Le monde tel qu’il est devenu et pourquoi il est devenu tel

A trois mois d’écart sont parus deux livres très différents mais très complémentaires. Le premier, qui a rapidement atteint les meilleures ventes, décrit la France telle qu’elle est aujourd’hui, mais aussi comment elle a changé en 40 ans, il s’agit de « La France sous nos yeux ».
Le deuxième décrit les causes économiques supposées de cet état des lieux, il s’agit de « Les guerres économiques sont des guerres des classes » dont le sous-titre est explicite : « Comment la montée des inégalités fausse l’économie mondiale et menace la paix internationale ». Souhaitons que cet ouvrage ne soit pas visionnaire et qu’il ne décrive pas le mécanisme à l’origine d’un futur conflit mondial.

LA FRANCE D’AUJOURD’HUI

C’est un livre d’image que l’on feuillette en lisant « La France sous nos yeux », celui de la France telle qu’elle est en 2022 et celui de la façon dont elle s’est modifiée en 40 ans. Si l’analyse est géographique et économique, elle est surtout sociologique et nous avons tous vu cette évolution.
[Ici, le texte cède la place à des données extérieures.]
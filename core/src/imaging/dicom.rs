use super::tags::{
    get_string_value, get_u16_value, BITS_ALLOCATED, BITS_STORED, COLUMNS,
    EXPLICIT_VR_LITTLE_ENDIAN, IMPLICIT_VR_LITTLE_ENDIAN, PHOTOMETRIC_INTERPRETATION,
    PIXEL_DATA, PIXEL_REPRESENTATION, ROWS, SAMPLES_PER_PIXEL,
};
use crate::error::{Result, TrainError};
use crate::types::PhotometricInterpretation;
use dicom_object::InMemDicomObject;
use image::{ImageBuffer, Luma};
use std::path::Path;

pub type GrayImage16 = ImageBuffer<Luma<u16>, Vec<u16>>;

/// Reads the first frame of a DICOM file as 16-bit grayscale
pub fn read_dicom(path: &Path) -> Result<GrayImage16> {
    let obj = dicom_object::open_file(path)?;
    let transfer_syntax = obj.meta().transfer_syntax().to_string();
    decode_pixels(&obj, &transfer_syntax, path)
}

/// Decodes native pixel data into a grayscale image
///
/// Only uncompressed little endian data with 8 or 16 bits allocated is
/// supported. `MONOCHROME1` images are inverted so that higher values
/// always mean brighter. Signed pixels are shifted into the unsigned
/// range, preserving their order.
///
/// # Arguments
///
/// * `dcm` - Dataset holding the image pixel module
/// * `transfer_syntax` - Transfer syntax UID from the file meta group
/// * `path` - Source file, only used in error messages
pub fn decode_pixels(
    dcm: &InMemDicomObject,
    transfer_syntax: &str,
    path: &Path,
) -> Result<GrayImage16> {
    let unsupported = |reason: String| TrainError::UnsupportedPixelData {
        path: path.to_path_buf(),
        reason,
    };

    let ts = transfer_syntax.trim_end_matches('\0').trim();
    if ts != IMPLICIT_VR_LITTLE_ENDIAN && ts != EXPLICIT_VR_LITTLE_ENDIAN {
        return Err(unsupported(format!(
            "transfer syntax {} is encapsulated or big endian",
            ts
        )));
    }

    let rows = get_u16_value(dcm, ROWS)
        .ok_or_else(|| TrainError::DicomError(format!("missing Rows in {}", path.display())))?;
    let cols = get_u16_value(dcm, COLUMNS).ok_or_else(|| {
        TrainError::DicomError(format!("missing Columns in {}", path.display()))
    })?;
    let bits_allocated = get_u16_value(dcm, BITS_ALLOCATED).unwrap_or(16);
    let bits_stored = get_u16_value(dcm, BITS_STORED).unwrap_or(bits_allocated);
    let signed = get_u16_value(dcm, PIXEL_REPRESENTATION).unwrap_or(0) == 1;
    let samples = get_u16_value(dcm, SAMPLES_PER_PIXEL).unwrap_or(1);
    let photometric = get_string_value(dcm, PHOTOMETRIC_INTERPRETATION)
        .map(|s| PhotometricInterpretation::from_str(&s))
        .unwrap_or(PhotometricInterpretation::Monochrome2);

    if samples != 1 || !photometric.is_monochrome() {
        return Err(unsupported(format!(
            "expected monochrome pixels, found {} with {} samples per pixel",
            photometric, samples
        )));
    }
    if bits_allocated != 8 && bits_allocated != 16 {
        return Err(unsupported(format!("{} bits allocated", bits_allocated)));
    }

    let element = dcm.element(PIXEL_DATA)?;
    let bytes = element
        .to_bytes()
        .map_err(|e| unsupported(format!("pixel data is not native: {}", e)))?;

    let n_pixels = rows as usize * cols as usize;
    let bytes_per_pixel = bits_allocated as usize / 8;
    if bytes.len() < n_pixels * bytes_per_pixel {
        return Err(unsupported(format!(
            "pixel data holds {} bytes, expected {}",
            bytes.len(),
            n_pixels * bytes_per_pixel
        )));
    }

    // First frame only
    let mut pixels: Vec<u16> = match (bits_allocated, signed) {
        (8, false) => bytes[..n_pixels].iter().map(|&b| b as u16).collect(),
        (8, true) => bytes[..n_pixels]
            .iter()
            .map(|&b| (b as i8 as i16 + 128) as u16)
            .collect(),
        (_, false) => bytes[..n_pixels * 2]
            .chunks_exact(2)
            .map(|c| u16::from_le_bytes([c[0], c[1]]))
            .collect(),
        (_, true) => bytes[..n_pixels * 2]
            .chunks_exact(2)
            .map(|c| (i16::from_le_bytes([c[0], c[1]]) as i32 + 32768) as u16)
            .collect(),
    };

    if photometric.is_inverted() {
        let max_value = if signed {
            u16::MAX >> (16 - bits_allocated)
        } else {
            ((1u32 << bits_stored.min(16)) - 1) as u16
        };
        for p in pixels.iter_mut() {
            *p = max_value.saturating_sub(*p);
        }
    }

    ImageBuffer::from_raw(cols as u32, rows as u32, pixels)
        .ok_or_else(|| unsupported("pixel buffer does not match image size".to_string()))
}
Il y a la désertification des centres-villes, les auteurs soulignant l’arrivée relativement récente du mot centre-ville dans le langage, comme si cela n’allait plus de soi. A cet égard, pour ceux qui connaissent la ville de Tonnerre, son exemple rapporté dans l’ouvrage est saisissant.

Il y a eu la diversification de l’offre commerciale vers, soit des produits pas chers (Kebab, Tacos, Gifi, Dacia, Hard-discount…), soit une élévation du prix de certains produits de base vers des offres « premium » telles les bières de brasseur ou les campings 5 étoiles par exemple.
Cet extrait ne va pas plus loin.